(Aim of the task)
Please give back, word for word, each line from the start of the entries through the one in which "pub fn new(sample_bits: [u16;" is found.

(Data for review)
········
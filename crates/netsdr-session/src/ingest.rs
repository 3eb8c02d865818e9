//! Sequencing and sample decoding for data-item streams.

use netsdr_codec::{decode_samples, DecodeError, Frame, MessageType};
use tracing::{debug, warn};

/// A break in a stream's sequence numbers.
#[derive(Debug, Clone, Copy, PartialEq, Eq)]
pub struct SequenceGap {
    pub expected: u16,
    pub actual: u16,
}

impl SequenceGap {
    /// Frames skipped between `expected` and `actual`, modulo 65536.
    pub fn missing(&self) -> u16 {
        self.actual.wrapping_sub(self.expected)
    }
}

/// Result of decoding one frame's body.
#[derive(Debug, Clone, PartialEq, Eq)]
pub enum StreamOutcome {
    Samples(Vec<i32>),
    DecodeFailed(DecodeError),
}

/// One notification per processed data frame, in arrival order.
#[derive(Debug, Clone, PartialEq, Eq)]
pub struct StreamNotification {
    pub stream: MessageType,
    pub sequence: u16,
    /// Set when the sequence did not follow the previous frame's.
    pub gap: Option<SequenceGap>,
    pub outcome: StreamOutcome,
}

impl StreamNotification {
    /// Decoded samples, if the body decoded.
    pub fn samples(&self) -> Option<&[i32]> {
        match &self.outcome {
            StreamOutcome::Samples(samples) => Some(samples),
            StreamOutcome::DecodeFailed(_) => None,
        }
    }

    /// The decode error, if the body did not decode.
    pub fn decode_error(&self) -> Option<&DecodeError> {
        match &self.outcome {
            StreamOutcome::Samples(_) => None,
            StreamOutcome::DecodeFailed(err) => Some(err),
        }
    }
}

/// Per-stream counters.
#[derive(Debug, Clone, Copy, Default, PartialEq, Eq)]
pub struct StreamStats {
    pub frames: u64,
    pub samples: u64,
    pub gaps: u64,
    /// Frames discarded before ingest because its queue was full.
    pub dropped: u64,
    pub decode_failures: u64,
}

#[derive(Debug, Clone)]
struct StreamState {
    sample_bits: u16,
    last_sequence: Option<u16>,
    stats: StreamStats,
}

/// Demultiplexes data-item frames into the four logical streams.
#[derive(Debug, Clone)]
pub struct StreamIngest {
    streams: [StreamState; 4],
}

impl StreamIngest {
    /// Create with a sample width per stream (DataItem0..DataItem3).
    pub fn new(sample_bits: [u16; 4]) -> Self {
        Self {
            streams: sample_bits.map(|sample_bits| StreamState {
                sample_bits,
                last_sequence: None,
                stats: StreamStats::default(),
            }),
        }
    }

    pub fn sample_width(&self, stream: MessageType) -> Option<u16> {
        self.state(stream).map(|state| state.sample_bits)
    }

    /// Change a stream's sample width for subsequent frames.
    ///
    /// Returns false when `stream` is not a data-item type. The width is not
    /// validated here; a bad width shows up as per-frame decode failures.
    pub fn set_sample_width(&mut self, stream: MessageType, bits: u16) -> bool {
        match self.state_mut(stream) {
            Some(state) => {
                debug!(%stream, bits, "sample width changed");
                state.sample_bits = bits;
                true
            }
            None => false,
        }
    }

    pub fn last_sequence(&self, stream: MessageType) -> Option<u16> {
        self.state(stream).and_then(|state| state.last_sequence)
    }

    pub fn stats(&self, stream: MessageType) -> Option<StreamStats> {
        self.state(stream).map(|state| state.stats)
    }

    /// Forget a stream's sequence baseline; the next frame starts fresh.
    pub fn reset(&mut self, stream: MessageType) {
        if let Some(state) = self.state_mut(stream) {
            state.last_sequence = None;
        }
    }

    /// Process one data-item frame.
    ///
    /// Returns `None` for frames that are not data items. A sequence gap is
    /// reported alongside the batch and the observed sequence becomes the new
    /// baseline. Decode failures are reported but still advance the sequence.
    pub fn on_frame(&mut self, frame: &Frame) -> Option<StreamNotification> {
        let stream = frame.msg_type;
        let sequence = frame.sequence?;
        let state = self.state_mut(stream)?;

        let gap = state.last_sequence.and_then(|last| {
            let expected = last.wrapping_add(1);
            (expected != sequence).then_some(SequenceGap {
                expected,
                actual: sequence,
            })
        });
        state.last_sequence = Some(sequence);
        state.stats.frames += 1;

        if let Some(gap) = gap {
            state.stats.gaps += 1;
            warn!(
                %stream,
                expected = gap.expected,
                actual = gap.actual,
                missing = gap.missing(),
                "sequence gap"
            );
        }

        let outcome = match decode_samples(state.sample_bits, &frame.body) {
            Ok(samples) => {
                let samples: Vec<i32> = samples.collect();
                state.stats.samples += samples.len() as u64;
                StreamOutcome::Samples(samples)
            }
            Err(err) => {
                state.stats.decode_failures += 1;
                warn!(%stream, sequence, %err, "sample decode failed");
                StreamOutcome::DecodeFailed(err)
            }
        };

        Some(StreamNotification {
            stream,
            sequence,
            gap,
            outcome,
        })
    }

    fn state(&self, stream: MessageType) -> Option<&StreamState> {
        stream
            .data_stream_index()
            .map(|index| &self.streams[index])
    }

    fn state_mut(&mut self, stream: MessageType) -> Option<&mut StreamState> {
        stream
            .data_stream_index()
            .map(|index| &mut self.streams[index])
    }
}

#[cfg(test)]
mod tests {
    use netsdr_codec::{decode, encode_control_item, encode_data_item_with_sequence, ControlItemCode};

    use super::*;

    fn data(stream: MessageType, sequence: u16, body: &[u8]) -> Frame {
        decode(encode_data_item_with_sequence(stream, sequence, body).unwrap()).unwrap()
    }

    #[test]
    fn decodes_batches_in_order() {
        let mut ingest = StreamIngest::new([16; 4]);

        let first = ingest
            .on_frame(&data(MessageType::DataItem0, 1, &[1, 0, 2, 0]))
            .unwrap();
        assert_eq!(first.stream, MessageType::DataItem0);
        assert_eq!(first.sequence, 1);
        assert_eq!(first.gap, None);
        assert_eq!(first.samples(), Some(&[1, 2][..]));

        let second = ingest
            .on_frame(&data(MessageType::DataItem0, 2, &[3, 0]))
            .unwrap();
        assert_eq!(second.gap, None);
        assert_eq!(second.samples(), Some(&[3][..]));
        assert_eq!(ingest.last_sequence(MessageType::DataItem0), Some(2));
    }

    #[test]
    fn gap_is_reported_and_ingest_continues() {
        let mut ingest = StreamIngest::new([16; 4]);
        let mut notifications = Vec::new();
        for sequence in [1u16, 2, 4, 5] {
            notifications.push(
                ingest
                    .on_frame(&data(MessageType::DataItem0, sequence, &[9, 0]))
                    .unwrap(),
            );
        }

        assert_eq!(notifications[0].gap, None);
        assert_eq!(notifications[1].gap, None);
        assert_eq!(
            notifications[2].gap,
            Some(SequenceGap {
                expected: 3,
                actual: 4
            })
        );
        assert_eq!(notifications[2].samples(), Some(&[9][..]));
        assert_eq!(notifications[3].gap, None);

        let stats = ingest.stats(MessageType::DataItem0).unwrap();
        assert_eq!(stats.frames, 4);
        assert_eq!(stats.gaps, 1);
        assert_eq!(stats.samples, 4);
    }

    #[test]
    fn sequence_wraps_without_gap() {
        let mut ingest = StreamIngest::new([16; 4]);
        ingest
            .on_frame(&data(MessageType::DataItem1, u16::MAX, &[]))
            .unwrap();
        let wrapped = ingest
            .on_frame(&data(MessageType::DataItem1, 0, &[]))
            .unwrap();
        assert_eq!(wrapped.gap, None);
    }

    #[test]
    fn backwards_sequence_is_a_gap() {
        let mut ingest = StreamIngest::new([16; 4]);
        ingest.on_frame(&data(MessageType::DataItem0, 10, &[])).unwrap();
        let back = ingest.on_frame(&data(MessageType::DataItem0, 5, &[])).unwrap();
        let gap = back.gap.unwrap();
        assert_eq!((gap.expected, gap.actual), (11, 5));
        assert_eq!(gap.missing(), 5u16.wrapping_sub(11));
        assert_eq!(ingest.last_sequence(MessageType::DataItem0), Some(5));
    }

    #[test]
    fn streams_are_tracked_independently() {
        let mut ingest = StreamIngest::new([16; 4]);
        ingest.on_frame(&data(MessageType::DataItem0, 1, &[])).unwrap();
        let other = ingest.on_frame(&data(MessageType::DataItem2, 7, &[])).unwrap();
        assert_eq!(other.gap, None);
        let back = ingest.on_frame(&data(MessageType::DataItem0, 2, &[])).unwrap();
        assert_eq!(back.gap, None);
    }

    #[test]
    fn decode_failure_is_reported_and_sequence_still_tracked() {
        let mut ingest = StreamIngest::new([16; 4]);
        ingest.on_frame(&data(MessageType::DataItem0, 1, &[1, 0])).unwrap();

        let bad = ingest
            .on_frame(&data(MessageType::DataItem0, 2, &[1, 0, 2]))
            .unwrap();
        assert_eq!(bad.gap, None);
        assert_eq!(
            bad.decode_error(),
            Some(&DecodeError::MisalignedBody {
                len: 3,
                width_bytes: 2
            })
        );

        let next = ingest.on_frame(&data(MessageType::DataItem0, 3, &[5, 0])).unwrap();
        assert_eq!(next.gap, None);
        assert_eq!(next.samples(), Some(&[5][..]));
        assert_eq!(ingest.stats(MessageType::DataItem0).unwrap().decode_failures, 1);
    }

    #[test]
    fn sample_width_follows_configuration() {
        let mut ingest = StreamIngest::new([16, 24, 16, 16]);
        let frame = data(MessageType::DataItem1, 0, &[1, 0, 0, 2, 0, 0]);
        assert_eq!(ingest.on_frame(&frame).unwrap().samples(), Some(&[1, 2][..]));

        assert!(ingest.set_sample_width(MessageType::DataItem1, 64));
        let frame = data(MessageType::DataItem1, 1, &[1, 0]);
        assert_eq!(
            ingest.on_frame(&frame).unwrap().decode_error(),
            Some(&DecodeError::SampleWidthOutOfRange(64))
        );

        assert!(!ingest.set_sample_width(MessageType::Ack, 8));
        assert_eq!(ingest.sample_width(MessageType::DataItem1), Some(64));
    }

    #[test]
    fn reset_forgets_baseline() {
        let mut ingest = StreamIngest::new([16; 4]);
        ingest.on_frame(&data(MessageType::DataItem3, 100, &[])).unwrap();
        ingest.reset(MessageType::DataItem3);
        assert_eq!(ingest.last_sequence(MessageType::DataItem3), None);

        let fresh = ingest.on_frame(&data(MessageType::DataItem3, 1, &[])).unwrap();
        assert_eq!(fresh.gap, None);
    }

    #[test]
    fn control_frames_are_not_ingested() {
        let mut ingest = StreamIngest::new([16; 4]);
        let ack = decode(
            encode_control_item(MessageType::Ack, ControlItemCode::ReceiverState, b"").unwrap(),
        )
        .unwrap();
        assert!(ingest.on_frame(&ack).is_none());
    }
}
use bytes::Bytes;
use tokio::sync::mpsc;

use crate::error::{Result, TransportError};
use crate::traits::{FrameSink, FrameSource, Transport};

/// One end of an in-process frame pipe.
///
/// Frames sent on one end arrive, whole and in order, on the other. Dropping
/// an end is seen by its partner as [`TransportError::ConnectionLost`].
#[derive(Debug)]
pub struct MemoryTransport {
    tx: mpsc::Sender<Bytes>,
    rx: mpsc::Receiver<Bytes>,
}

impl MemoryTransport {
    /// Create two connected endpoints, each buffering up to `capacity` frames.
    pub fn pair(capacity: usize) -> (Self, Self) {
        let (a_tx, a_rx) = mpsc::channel(capacity.max(1));
        let (b_tx, b_rx) = mpsc::channel(capacity.max(1));
        (Self { tx: a_tx, rx: b_rx }, Self { tx: b_tx, rx: a_rx })
    }
}

impl FrameSink for MemoryTransport {
    async fn send_frame(&mut self, frame: Bytes) -> Result<()> {
        send(&self.tx, frame).await
    }
}

impl FrameSource for MemoryTransport {
    async fn recv_frame(&mut self) -> Result<Bytes> {
        recv(&mut self.rx).await
    }
}

impl Transport for MemoryTransport {
    type Sink = MemorySink;
    type Source = MemorySource;

    fn split(self) -> (MemorySink, MemorySource) {
        (MemorySink { tx: self.tx }, MemorySource { rx: self.rx })
    }
}

/// Sending half of a [`MemoryTransport`].
#[derive(Debug, Clone)]
pub struct MemorySink {
    tx: mpsc::Sender<Bytes>,
}

impl FrameSink for MemorySink {
    async fn send_frame(&mut self, frame: Bytes) -> Result<()> {
        send(&self.tx, frame).await
    }
}

/// Receiving half of a [`MemoryTransport`].
#[derive(Debug)]
pub struct MemorySource {
    rx: mpsc::Receiver<Bytes>,
}

impl FrameSource for MemorySource {
    async fn recv_frame(&mut self) -> Result<Bytes> {
        recv(&mut self.rx).await
    }
}

async fn send(tx: &mpsc::Sender<Bytes>, frame: Bytes) -> Result<()> {
    tx.send(frame)
        .await
        .map_err(|_| TransportError::ConnectionLost("memory peer closed".to_string()))
}

async fn recv(rx: &mut mpsc::Receiver<Bytes>) -> Result<Bytes> {
    rx.recv()
        .await
        .ok_or_else(|| TransportError::ConnectionLost("memory peer closed".to_string()))
}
········
(Solution)
filename crates/netsdr-session/src/ingest.rs
repository 3eb8c02d865818e9
//! Sequencing and sample decoding for data-item streams.

use netsdr_codec::{decode_samples, DecodeError, Frame, MessageType};
use tracing::{debug, warn};

/// A break in a stream's sequence numbers.
#[derive(Debug, Clone, Copy, PartialEq, Eq)]
pub struct SequenceGap {
    pub expected: u16,
    pub actual: u16,
}

impl SequenceGap {
    /// Frames skipped between `expected` and `actual`, modulo 65536.
    pub fn missing(&self) -> u16 {
        self.actual.wrapping_sub(self.expected)
    }
}

/// Result of decoding one frame's body.
#[derive(Debug, Clone, PartialEq, Eq)]
pub enum StreamOutcome {
    Samples(Vec<i32>),
    DecodeFailed(DecodeError),
}

/// One notification per processed data frame, in arrival order.
#[derive(Debug, Clone, PartialEq, Eq)]
pub struct StreamNotification {
    pub stream: MessageType,
    pub sequence: u16,
    /// Set when the sequence did not follow the previous frame's.
    pub gap: Option<SequenceGap>,
    pub outcome: StreamOutcome,
}

impl StreamNotification {
    /// Decoded samples, if the body decoded.
    pub fn samples(&self) -> Option<&[i32]> {
        match &self.outcome {
            StreamOutcome::Samples(samples) => Some(samples),
            StreamOutcome::DecodeFailed(_) => None,
        }
    }

    /// The decode error, if the body did not decode.
    pub fn decode_error(&self) -> Option<&DecodeError> {
        match &self.outcome {
            StreamOutcome::Samples(_) => None,
            StreamOutcome::DecodeFailed(err) => Some(err),
        }
    }
}

/// Per-stream counters.
#[derive(Debug, Clone, Copy, Default, PartialEq, Eq)]
pub struct StreamStats {
    pub frames: u64,
    pub samples: u64,
    pub gaps: u64,
    /// Frames discarded before ingest because its queue was full.
    pub dropped: u64,
    pub decode_failures: u64,
}

#[derive(Debug, Clone)]
struct StreamState {
    sample_bits: u16,
    last_sequence: Option<u16>,
    stats: StreamStats,
}

/// Demultiplexes data-item frames into the four logical streams.
#[derive(Debug, Clone)]
pub struct StreamIngest {
    streams: [StreamState; 4],
}

impl StreamIngest {
    /// Create with a sample width per stream (DataItem0..DataItem3).
    pub fn new(sample_bits: [u16; 4]) -> Self {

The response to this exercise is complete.